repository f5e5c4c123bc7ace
// src/rdf/mod.rs
//! Minimal triple store used as a serialization sink: records go in through
//! [`build`], text comes out through [`xml`] (RDF/XML) or [`ntriples`].

pub mod build;
pub mod graph;
pub mod ntriples;
pub mod xml;

pub use build::{Minter, records_to_graph};
pub use graph::{Graph, Namespaces, Term, Triple};
// src/config/options.rs
use std::ffi::OsString;
use std::path::{Path, PathBuf};
use std::time::Duration;

use super::consts::*;

#[derive(Clone, Debug, Default, PartialEq, Eq)]
pub struct AppOptions {
    pub harvest: HarvestOptions,
    pub output: OutputOptions,
}

/// What to crawl and how politely.
#[derive(Clone, Debug, PartialEq, Eq)]
pub struct HarvestOptions {
    /// Row titles of the catalog listing, harvested in order.
    pub rows: Vec<String>,
    pub listing_url: String,
    /// Prefix of every minted URI (publications, people, journals, books).
    pub base_uri: String,
    /// Pause between detail-page requests.
    pub pause: Duration,
}

impl Default for HarvestOptions {
    fn default() -> Self {
        Self {
            rows: Vec::new(),
            listing_url: s!(LISTING_URL),
            base_uri: s!(PUB_BASE_URI),
            pause: Duration::from_millis(REQUEST_PAUSE_MS),
        }
    }
}

#[derive(Clone, Copy, Debug, PartialEq, Eq, clap::ValueEnum)]
pub enum OutputFormat {
    /// Pretty RDF/XML graph
    Rdf,
    /// N-Triples graph
    Nt,
    /// Plain JSON record list
    Json,
}

impl OutputFormat {
    pub fn ext(&self) -> &'static str {
        match self {
            OutputFormat::Rdf => "rdf",
            OutputFormat::Nt => "nt",
            OutputFormat::Json => "json",
        }
    }
}

#[derive(Clone, Debug, PartialEq, Eq)]
pub struct OutputOptions {
    pub format: OutputFormat,
    out_path: OutputPath,
    /// Indent JSON output.
    pub pretty: bool,
}

impl Default for OutputOptions {
    fn default() -> Self {
        Self {
            format: OutputFormat::Rdf,
            out_path: OutputPath::default(),
            pretty: false,
        }
    }
}

impl OutputOptions {
    /// Final file path. A user-given file name is kept verbatim (extension
    /// included); the default stem gets the format's extension.
    pub fn out_path(&self) -> PathBuf {
        let mut path = self.out_path.dir.clone();
        match &self.out_path.file_name {
            Some(name) => path.push(name),
            None => {
                let stem = DEFAULT_FILE;
                path.push(join!(stem, ".", self.format.ext()));
            }
        }
        path
    }

    /// Parse user text into dir + file name.
    /// Trailing separator or an existing directory → default file inside it.
    pub fn set_path(&mut self, text: &str) {
        let s = text.trim();
        if s.is_empty() {
            self.out_path = OutputPath::default();
            return;
        }

        let p = Path::new(s);
        if crate::file::looks_like_dir_hint(p) || p.is_dir() {
            self.out_path = OutputPath { dir: p.to_path_buf(), file_name: None };
            return;
        }

        let dir = p.parent().map(Path::to_path_buf).unwrap_or_default();
        self.out_path = OutputPath { dir, file_name: p.file_name().map(|f| f.to_os_string()) };
    }
}

#[derive(Clone, Debug, PartialEq, Eq)]
pub struct OutputPath {
    dir: PathBuf,
    file_name: Option<OsString>, // None = "<DEFAULT_FILE>.<ext>"
}

impl Default for OutputPath {
    fn default() -> Self {
        Self {
            dir: PathBuf::from(DEFAULT_OUT_DIR),
            file_name: None,
        }
    }
}
// src/progress.rs
/// Lightweight progress reporting used by the harvest loop.
/// Frontends implement this to surface status to users.
pub trait Progress {
    /// Called when a listing is opened, with the number of entries it declares.
    fn begin(&mut self, _total: usize) {}

    /// Free-form status line for human eyes.
    fn log(&mut self, _msg: &str) {}

    /// One detail page was scraped into a record.
    fn item_done(&mut self, _url: &str) {}

    /// One detail page could not be fetched; the record is skipped.
    fn item_failed(&mut self, _url: &str, _reason: &str) {}

    /// Called at the end, successful or not.
    fn finish(&mut self) {}
}
// src/error.rs

/// Everything that can stop a harvest.
///
/// Field-level parse problems never show up here: those are swallowed by
/// the record extractor and stored as empty values.
#[derive(thiserror::Error, Debug)]
pub enum Error {
    #[error("HTTP request to {url} failed: {source}")]
    Http {
        url: String,
        #[source]
        source: reqwest::Error,
    },

    #[error("HTTP {status} from {url}")]
    Status { url: String, status: u16 },

    #[error("Invalid URL {url:?}: {source}")]
    Url {
        url: String,
        #[source]
        source: url::ParseError,
    },

    #[error("Row {0:?} not found in the catalog listing")]
    RowNotFound(String),

    #[error("Publication count missing or malformed on {0}")]
    MissingCount(String),

    #[error("No predicate prefix bound for {0}")]
    UnboundNamespace(String),

    #[error(transparent)]
    Io(#[from] std::io::Error),

    #[error(transparent)]
    Json(#[from] serde_json::Error),
}

pub type Result<T, E = Error> = std::result::Result<T, E>;
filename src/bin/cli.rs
// src/bin/cli.rs
use grec_harvest::cli;

fn main() -> color_eyre::Result<()> {
    color_eyre::install()?;
    cli::run()
}
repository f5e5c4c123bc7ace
// src/config/consts.rs

// Net config
pub const LISTING_URL: &str = "http://webgrec.udl.es/cgi-bin/DADREC/crcx1.cgi?PID=312186&IDI=CAT&FONT=3&QUE=CRXD&CRXDCODI=1605&CONSULTA=Fer+la+consulta";
pub const USER_AGENT: &str = concat!("grec_harvest/", env!("CARGO_PKG_VERSION"));
pub const TIMEOUT_SECS: u64 = 15;
pub const PAGE_PARAM: &str = "&PAG=";

// Scrape
pub const REQUEST_PAUSE_MS: u64 = 75; // be polite
pub const MAX_LABEL_CHARS: usize = 25;

// URI scheme
pub const PUB_BASE_URI: &str = "http://www.diei.udl.cat";
pub const URI_PERSON: &str = "person";
pub const URI_PUB: &str = "pub";
pub const URI_JOURNAL: &str = "journal";
pub const URI_BOOK: &str = "book";

// Vocabularies
pub const NS_RDF: &str = "http://www.w3.org/1999/02/22-rdf-syntax-ns#";
pub const NS_RDFS: &str = "http://www.w3.org/2000/01/rdf-schema#";
pub const NS_DC: &str = "http://purl.org/dc/elements/1.1/";
pub const NS_UNI: &str = "http://swrc.ontoware.org/ontology#";

// Export
pub const DEFAULT_OUT_DIR: &str = "out";
pub const DEFAULT_FILE: &str = "publications";
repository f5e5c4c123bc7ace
// src/config/mod.rs
pub mod consts;
pub mod options;
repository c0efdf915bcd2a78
use crate::signal::SimulationTrace;
use anyhow::{Context, Result};
use csv::{ReaderBuilder, WriterBuilder};
use serde::Deserialize;
use std::fs::File;
use std::path::Path;

#[derive(Debug, Deserialize)]
struct TraceRow {
    time: f64,
    center_impurity: f64,
    edge_impurity: f64,
    turbulence: f64,
}

/// Read a simulation trace from a headered CSV file.
pub fn read_trace(path: &Path) -> Result<SimulationTrace> {
    let file = File::open(path).with_context(|| format!("opening {}", path.display()))?;
    let mut reader = ReaderBuilder::new().has_headers(true).from_reader(file);

    let mut trace = SimulationTrace::default();
    for (idx, result) in reader.deserialize::<TraceRow>().enumerate() {
        let row = result.with_context(|| format!("row {} of {}", idx + 1, path.display()))?;
        trace.time.push(row.time);
        trace.center_impurity.push(row.center_impurity);
        trace.edge_impurity.push(row.edge_impurity);
        trace.turbulence.push(row.turbulence);
    }
    if trace.is_empty() {
        anyhow::bail!("no rows in {}", path.display());
    }
    Ok(trace)
}

/// Write a simulation trace as CSV. Timestamps keep six decimal places,
/// densities are written in scientific notation.
pub fn write_trace(path: &Path, trace: &SimulationTrace) -> Result<()> {
    let file = File::create(path).with_context(|| format!("creating {}", path.display()))?;
    let mut writer = WriterBuilder::new().from_writer(file);
    writer.write_record(["time", "center_impurity", "edge_impurity", "turbulence"])?;
    for i in 0..trace.len() {
        writer.write_record(&[
            format!("{:.6}", trace.time[i]),
            format!("{:.6e}", trace.center_impurity[i]),
            format!("{:.6e}", trace.edge_impurity[i]),
            format!("{:.4}", trace.turbulence[i]),
        ])?;
    }
    writer.flush()?;
    Ok(())
}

• • •

WORK TO BE COMPLETED:
Give the count of lines in the listing above that hold the word "crate", and say nothing else.

RESULT OF THIS TASK:
2